//! Ninja build file emission.

use std::io::{self, Write};

use crate::dag::Dag;
use crate::types::TypeContext;

use super::{plain_variables, sorted_rule_names};

const INDENT: &str = "    ";

/// Rewrites `${name}` placeholders as ninja `$name` references, leaving
/// any other text (including stray braces) alone.
fn ninja_command(template: &str) -> String {
    let mut result = String::with_capacity(template.len());
    let mut rest = template;

    while let Some(start) = rest.find("${") {
        result.push_str(&rest[..start]);
        let after = &rest[start + 2..];

        match after.find('}') {
            Some(end)
                if !after[..end].is_empty()
                    && after[..end]
                        .chars()
                        .all(|c| c.is_ascii_alphanumeric() || c == '_') =>
            {
                result.push('$');
                result.push_str(&after[..end]);
                rest = &after[end + 1..];
            }
            _ => {
                result.push_str("${");
                rest = after;
            }
        }
    }

    result.push_str(rest);
    result
}

pub(crate) fn format(dag: &Dag, types: &TypeContext, out: &mut dyn Write) -> io::Result<()> {
    writeln!(out, "#")?;
    writeln!(out, "# Ninja file generated by Fabrique")?;
    writeln!(out, "#")?;
    writeln!(out)?;

    for (name, value) in plain_variables(dag) {
        writeln!(out, "{name} = {}", value.render(types))?;
    }
    writeln!(out)?;

    for name in sorted_rule_names(dag) {
        let rule = &dag.rules()[name];

        writeln!(out, "rule {name}")?;
        writeln!(out, "{INDENT}command = {}", ninja_command(rule.command()))?;
        writeln!(out, "{INDENT}description = {}", rule.description())?;
        for (arg, value) in rule.arguments() {
            writeln!(out, "{INDENT}{arg} = {}", value.render_plain())?;
        }
        writeln!(out)?;
    }

    for build in dag.builds() {
        let outputs: Vec<String> = build.outputs().iter().map(|f| f.full_name()).collect();
        let inputs: Vec<String> = build.inputs().iter().map(|f| f.full_name()).collect();

        write!(out, "build {}: {}", outputs.join(" "), build.rule().name())?;
        if !inputs.is_empty() {
            write!(out, " {}", inputs.join(" "))?;
        }
        writeln!(out)?;

        // Bind parameter values so the rule's $-references resolve.
        for (name, value) in build.arguments() {
            writeln!(out, "{INDENT}{name} = {}", value.render_plain())?;
        }
        writeln!(out)?;
    }

    if !dag.top_level_targets().is_empty() {
        for (name, target) in dag.top_level_targets() {
            let mut files = Vec::new();
            crate::dag::collect_files(target.value(), &mut files);
            if files.is_empty() {
                continue;
            }

            let files: Vec<String> = files.iter().map(|f| f.full_name()).collect();
            writeln!(out, "build {name}: phony {}", files.join(" "))?;
        }
        writeln!(out)?;

        let defaults: Vec<&str> = dag
            .top_level_targets()
            .iter()
            .map(|(name, _)| name.as_str())
            .collect();
        writeln!(out, "default {}", defaults.join(" "))?;
    }

    Ok(())
}
//! Source file representation for the Fabrique compiler.
//!
//! This module provides the `SourceFile` struct which pairs a file path with
//! its contents, along with the conversion into `miette`'s named-source type
//! used by diagnostic rendering.

use std::sync::Arc;

use miette::NamedSource;

/// A source file with its path and contents.
///
/// Cloning is cheap; the path and contents are shared. Every span and
/// diagnostic in the compiler ultimately points back into one of these.
#[derive(Debug, Clone, PartialEq, Eq, Hash)]
pub struct SourceFile {
    /// Path of the file, as given to the compiler
    pub path: Arc<String>,
    /// The source text
    pub code: Arc<String>,
}

impl SourceFile {
    /// Creates a new source file with the given path and source text.
    pub fn new(path: impl Into<String>, code: impl Into<String>) -> Self {
        Self {
            path: Arc::new(path.into()),
            code: Arc::new(code.into()),
        }
    }

    /// A placeholder file for values synthesized by the compiler itself
    /// (builtins, regeneration rules, directory-creation steps).
    pub fn synthetic() -> Self {
        Self::new("<builtin>", "")
    }

    pub fn path(&self) -> &str {
        self.path.as_str()
    }

    pub fn code(&self) -> &str {
        self.code.as_str()
    }
}

impl std::fmt::Display for SourceFile {
    fn fmt(&self, f: &mut std::fmt::Formatter<'_>) -> std::fmt::Result {
        f.write_str(self.path())
    }
}

impl From<&SourceFile> for NamedSource<String> {
    fn from(file: &SourceFile) -> Self {
        NamedSource::new(file.path(), file.code().to_string())
    }
}

impl From<SourceFile> for NamedSource<String> {
    fn from(file: SourceFile) -> Self {
        (&file).into()
    }
}
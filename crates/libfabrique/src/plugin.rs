//! Host plugins loadable through `import()`.
//!
//! A plugin is identified by name. When instantiated it receives the DAG
//! builder and the call's argument map, and must return a record value
//! whose type fully describes its exposed members; anything else breaks
//! the contract and surfaces as a semantic error at import time.
//!
//! The registry is an explicit collection passed into evaluation rather
//! than a process-wide singleton, so tests and embedders can inject their
//! own plugins.

use std::rc::Rc;

use indexmap::IndexMap;

use crate::dag::{DagBuilder, ValueMap, ValueRef};
use crate::error::FabError;
use crate::nom_tools::SpanInfo;
use crate::types::TypeContext;

/// A host-provided module, instantiable from build descriptions via
/// `import("name")`.
pub trait Plugin: std::fmt::Debug {
    fn name(&self) -> &str;

    /// Instantiates the plugin with the given arguments. The returned
    /// value must be a record.
    fn create(
        &self,
        builder: &mut DagBuilder,
        types: &mut TypeContext,
        arguments: ValueMap,
        source: &SpanInfo,
    ) -> Result<ValueRef, FabError>;
}

/// Statically-registered plugins, queried before the dynamic loader.
#[derive(Debug, Default)]
pub struct PluginRegistry {
    plugins: IndexMap<String, Rc<dyn Plugin>>,
}

impl PluginRegistry {
    pub fn new() -> Self {
        Self::default()
    }

    pub fn register(&mut self, plugin: Rc<dyn Plugin>) -> &mut Self {
        self.plugins.insert(plugin.name().to_string(), plugin);
        self
    }

    pub fn lookup(&self, name: &str) -> Option<Rc<dyn Plugin>> {
        self.plugins.get(name).cloned()
    }
}

/// Loads plugins from platform-specific search paths.
///
/// The default loader finds nothing; hosts that support shared-library
/// plugins supply their own implementation.
pub trait PluginLoader {
    fn load(&mut self, name: &str) -> Option<Rc<dyn Plugin>>;
}

/// A loader with no search paths.
#[derive(Debug, Default)]
pub struct NullLoader;

impl PluginLoader for NullLoader {
    fn load(&mut self, _name: &str) -> Option<Rc<dyn Plugin>> {
        None
    }
}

■ ■ ■ ■ ■

PROBLEM TO SOLVE: With the first line being the one containing "self.code.as_str()" and the last line the one containing "receives the DAG", transcribe exactly the lines above that fall in that range.

RESULT BELOW:
        self.code.as_str()
    }
}

impl std::fmt::Display for SourceFile {
    fn fmt(&self, f: &mut std::fmt::Formatter<'_>) -> std::fmt::Result {
        f.write_str(self.path())
    }
}

impl From<&SourceFile> for NamedSource<String> {
    fn from(file: &SourceFile) -> Self {
        NamedSource::new(file.path(), file.code().to_string())
    }
}

impl From<SourceFile> for NamedSource<String> {
    fn from(file: SourceFile) -> Self {
        (&file).into()
    }
}
filename crates/libfabrique/src/plugin.rs
//! Host plugins loadable through `import()`.
//!
//! A plugin is identified by name. When instantiated it receives the DAG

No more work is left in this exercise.